Book of the Month for Oct 2015

The Pacific Northwest Garden Tour: The 60 Best Gardens to Visit in Oregon, Washington, and British Columbia, by Donald Olson; Timber Press (2014), 300 pages, paperback; publishers price: $24.95, Amazon price: $17.60.

The Pacific Northwest Garden Tour: The 60 Best Gardens to Visit in Oregon, Washington, and British Columbia
Reviewer
Carol Eichler

Let me say upfront. I was prepared to like this book before I ever set eyes on it. The book sounds like a gardener’s dream…especially for someone like me who lives 3,000 miles away from the Pacific Northwest and has visited this part of the country only once (ahem) – let’s say, many years ago.

One might expect this to be an over-sized coffee table book, which it is not, but rather a modest-sized paperback that would be very packable as a traveler’s companion and guidebook.

Written with the eye of one who gardens (although Mr. Olson is most noted as a travel writer, playwright and novelist), the book is helpfully arranged by state and clustered around three urban centers.

This selective list of sixty includes world-class arboreta, century-old parks, once-private estate gardens, and commercial nurseries with exceptional display gardens. As the author states, “I’ve been both inclusive and selective in my garden choices…weeding out [love the pun] those that aren’t worthy of an hour or two.”

Many of the gardens highlight plants that the Northwest is noted for – rhododendrons, roses, and conifers - yet there is no lack of diversity. Given the climate, there are certain to be gardens of interest at virtually any time of the year.

The author devotes four pages to most gardens, with enticing photos that leave you wanting to see more. The “information at-a-glance” notation for each garden includes such basic information as address, phone number, website, and hours but also includes helpful notes about accessibility, best time of year to visit, and permissibility of dogs. Many of the gardens can be visited for free.

While most gardens are designed in familiar Western styles, four Japanese gardens are listed (two in Seattle) and considered by many as the best examples of Japanese gardens outside of Japan. For a completely different garden style, three Chinese gardens are listed, one of which is still under construction, with completion projected for sometime in 2018.

Some gardens offer wonderful views of the borrowed landscape beyond, whether that be mountains, ocean, or cityscape just to remind you that you are after all in the Northwest Pacific.

The author reminds us that these are relatively new gardens and includes a brief history of each for an added perspective.
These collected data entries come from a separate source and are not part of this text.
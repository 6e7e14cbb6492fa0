// SPDX-License-Identifier: BUSL-1.1
// Copyright (c) 2026 Alfred Jean LLC

//! `/v1/pets` resource.

use serde::{Deserialize, Serialize};

use crate::api::tutores::Tutor;
use crate::api::{Anexo, Page, PageQuery, Photo};
use crate::error::ApiError;
use crate::gateway::{ApiRequest, Gateway};

const PETS_PATH: &str = "/v1/pets";

#[derive(Debug, Clone, PartialEq, Serialize, Deserialize)]
pub struct Pet {
    pub id: u64,
    pub nome: String,
    pub raca: String,
    pub idade: i32,
    #[serde(default, skip_serializing_if = "Option::is_none")]
    pub foto: Option<Anexo>,
    #[serde(default, skip_serializing_if = "Vec::is_empty")]
    pub tutores: Vec<Tutor>,
}

/// Create/update payload.
#[derive(Debug, Clone, PartialEq, Eq, Serialize, Deserialize)]
pub struct PetRequest {
    pub nome: String,
    pub raca: String,
    pub idade: i32,
}

pub struct Pets<'a> {
    gateway: &'a Gateway,
}

impl<'a> Pets<'a> {
    pub(crate) fn new(gateway: &'a Gateway) -> Self {
        Self { gateway }
    }

    pub async fn list(&self, query: &PageQuery) -> Result<Page<Pet>, ApiError> {
        self.gateway.send_json(query.apply(ApiRequest::get(PETS_PATH))).await
    }

    pub async fn get(&self, id: u64) -> Result<Pet, ApiError> {
        self.gateway.send_json(ApiRequest::get(format!("{PETS_PATH}/{id}"))).await
    }

    pub async fn create(&self, pet: &PetRequest) -> Result<Pet, ApiError> {
        let body = serde_json::to_value(pet)?;
        self.gateway.send_json(ApiRequest::post(PETS_PATH).json(body)).await
    }

    pub async fn update(&self, id: u64, pet: &PetRequest) -> Result<Pet, ApiError> {
        let body = serde_json::to_value(pet)?;
        self.gateway.send_json(ApiRequest::put(format!("{PETS_PATH}/{id}")).json(body)).await
    }

    pub async fn delete(&self, id: u64) -> Result<(), ApiError> {
        self.gateway.send(ApiRequest::delete(format!("{PETS_PATH}/{id}"))).await?;
        Ok(())
    }

    pub async fn upload_photo(&self, id: u64, photo: Photo) -> Result<Anexo, ApiError> {
        let request = ApiRequest::post(format!("{PETS_PATH}/{id}/fotos")).file(photo.into_part());
        self.gateway.send_json(request).await
    }
}
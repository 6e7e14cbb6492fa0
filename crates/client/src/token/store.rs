// SPDX-License-Identifier: BUSL-1.1
// Copyright (c) 2026 Alfred Jean LLC

//! Single source of truth for the current credential pair.

use std::sync::Arc;

use tokio::sync::broadcast;
use tracing::debug;

use crate::token::{
    AuthTokenChanged, KeyValueStore, MemoryStorage, TokenPair, ACCESS_TOKEN_KEY,
    REFRESH_TOKEN_KEY,
};

/// Holds the access/refresh pair in durable storage and broadcasts
/// [`AuthTokenChanged`] on every save and clear.
///
/// Both entries are written and removed together; logged-in state is derived
/// from the presence of the access token alone.
pub struct TokenStore {
    storage: Box<dyn KeyValueStore>,
    event_tx: broadcast::Sender<AuthTokenChanged>,
}

impl TokenStore {
    pub fn new(storage: impl KeyValueStore + 'static) -> Arc<Self> {
        let (event_tx, _) = broadcast::channel(16);
        Arc::new(Self { storage: Box::new(storage), event_tx })
    }

    /// Store backed by process memory only.
    pub fn in_memory() -> Arc<Self> {
        Self::new(MemoryStorage::new())
    }

    /// Overwrite both tokens and announce a logged-in transition.
    pub fn save(&self, access_token: &str, refresh_token: &str) {
        self.storage.set_many(&[(ACCESS_TOKEN_KEY, access_token), (REFRESH_TOKEN_KEY, refresh_token)]);
        debug!("tokens saved");
        let _ = self.event_tx.send(AuthTokenChanged::LOGGED_IN);
    }

    /// Remove both tokens and announce a logged-out transition.
    pub fn clear(&self) {
        self.storage.remove_many(&[ACCESS_TOKEN_KEY, REFRESH_TOKEN_KEY]);
        debug!("tokens cleared");
        let _ = self.event_tx.send(AuthTokenChanged::LOGGED_OUT);
    }

    pub fn access_token(&self) -> Option<String> {
        self.storage.get(ACCESS_TOKEN_KEY)
    }

    pub fn refresh_token(&self) -> Option<String> {
        self.storage.get(REFRESH_TOKEN_KEY)
    }

    /// Both tokens, if logged in.
    pub fn tokens(&self) -> Option<TokenPair> {
        Some(TokenPair { access_token: self.access_token()?, refresh_token: self.refresh_token()? })
    }

    pub fn is_logged_in(&self) -> bool {
        self.access_token().is_some()
    }

    /// Listen for login/logout transitions. Dropping the receiver unsubscribes.
    pub fn subscribe(&self) -> broadcast::Receiver<AuthTokenChanged> {
        self.event_tx.subscribe()
    }

    /// Number of live transition subscribers.
    pub fn subscriber_count(&self) -> usize {
        self.event_tx.receiver_count()
    }
}

#[cfg(test)]
#[path = "store_tests.rs"]
mod tests;
// SPDX-License-Identifier: BUSL-1.1
// Copyright (c) 2026 Alfred Jean LLC

//! Typed resource calls on top of [`Gateway::send`]. Every endpoint here is
//! protected, so all of them benefit from the transparent refresh.

pub mod pets;
pub mod tutores;

use bytes::Bytes;
use serde::{Deserialize, Serialize};

use crate::gateway::{ApiRequest, FilePart, Gateway};

pub use self::pets::{Pet, PetRequest, Pets};
pub use self::tutores::{Tutor, TutorRequest, Tutores};

/// Multipart field name the backend expects for photo uploads.
pub const PHOTO_FIELD: &str = "foto";

/// One page of a paged listing.
#[derive(Debug, Clone, PartialEq, Serialize, Deserialize)]
#[serde(rename_all = "camelCase")]
pub struct Page<T> {
    pub page: u32,
    pub size: u32,
    pub total: u64,
    pub page_count: u32,
    #[serde(default = "Vec::new")]
    pub content: Vec<T>,
}

/// Stored attachment (photo) metadata.
#[derive(Debug, Clone, PartialEq, Eq, Serialize, Deserialize)]
#[serde(rename_all = "camelCase")]
pub struct Anexo {
    pub id: u64,
    pub nome: String,
    pub content_type: String,
    pub url: String,
}

/// Paging and name filter for list calls.
#[derive(Debug, Clone, PartialEq, Eq)]
pub struct PageQuery {
    pub page: u32,
    pub size: u32,
    pub nome: Option<String>,
}

impl Default for PageQuery {
    fn default() -> Self {
        Self { page: 0, size: 10, nome: None }
    }
}

impl PageQuery {
    pub fn page(mut self, page: u32) -> Self {
        self.page = page;
        self
    }

    pub fn size(mut self, size: u32) -> Self {
        self.size = size;
        self
    }

    pub fn nome(mut self, nome: impl Into<String>) -> Self {
        self.nome = Some(nome.into());
        self
    }

    /// Attach as query parameters. A blank name filter is omitted.
    pub(crate) fn apply(&self, request: ApiRequest) -> ApiRequest {
        let request = request.query("page", self.page).query("size", self.size);
        match self.nome.as_deref().map(str::trim) {
            Some(nome) if !nome.is_empty() => request.query("nome", nome),
            _ => request,
        }
    }
}

/// A photo to upload.
#[derive(Debug, Clone)]
pub struct Photo {
    pub file_name: String,
    pub content_type: Option<String>,
    pub bytes: Bytes,
}

impl Photo {
    pub fn new(file_name: impl Into<String>, bytes: impl Into<Bytes>) -> Self {
        Self { file_name: file_name.into(), content_type: None, bytes: bytes.into() }
    }

    pub fn content_type(mut self, content_type: impl Into<String>) -> Self {
        self.content_type = Some(content_type.into());
        self
    }

    pub(crate) fn into_part(self) -> FilePart {
        FilePart {
            field: PHOTO_FIELD.to_owned(),
            file_name: self.file_name,
            content_type: self.content_type,
            bytes: self.bytes,
        }
    }
}

impl Gateway {
    pub fn pets(&self) -> Pets<'_> {
        Pets::new(self)
    }

    pub fn tutores(&self) -> Tutores<'_> {
        Tutores::new(self)
    }
}

#[cfg(test)]
#[path = "mod_tests.rs"]
mod tests;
I was fascinated to think about how so many of plants that can be viewed in all their magnificence today had their origins from cuttings or seed brought across country by pioneers or imported from plant explorers in the Far East. Surprisingly, aside from the native form, rhododendrons were first shipped to the Northwest in 1905. They were imported from an English nursery to display at the Lewis and Clark Exposition in Portland and henceforth created a revolution, or more perhaps revelation is a better choice of words, in garden design.
 
If you are planning to visit the Pacific Northwest, this book is a good resource for selecting gardens to visit (if only one could see all sixty!) and will make a good travel companion. If you aren’t planning to visit, then perhaps the book will entice you to do so…soon.

As the author states, “Yes, it’s true, from November through May there is rain, lots of it, in every form you can imagine. And yes, the skies are sometimes dark and gray for weeks on end. All I can say to that is, so what? If you’re a plant, or a gardener, this is paradise.”

Carol Eichler is a long-time member of the Adirondack Chapter NARGS, currently serving as Newsletter Editor, though she has held a number of other leadership positions including Chair on two different occasions. Until now she's been a "trough" rock gardener but, much out of necessity, she is building her first rock garden in the crevice style, with much thanks to her non-gardener but construction-oriented husband Steve.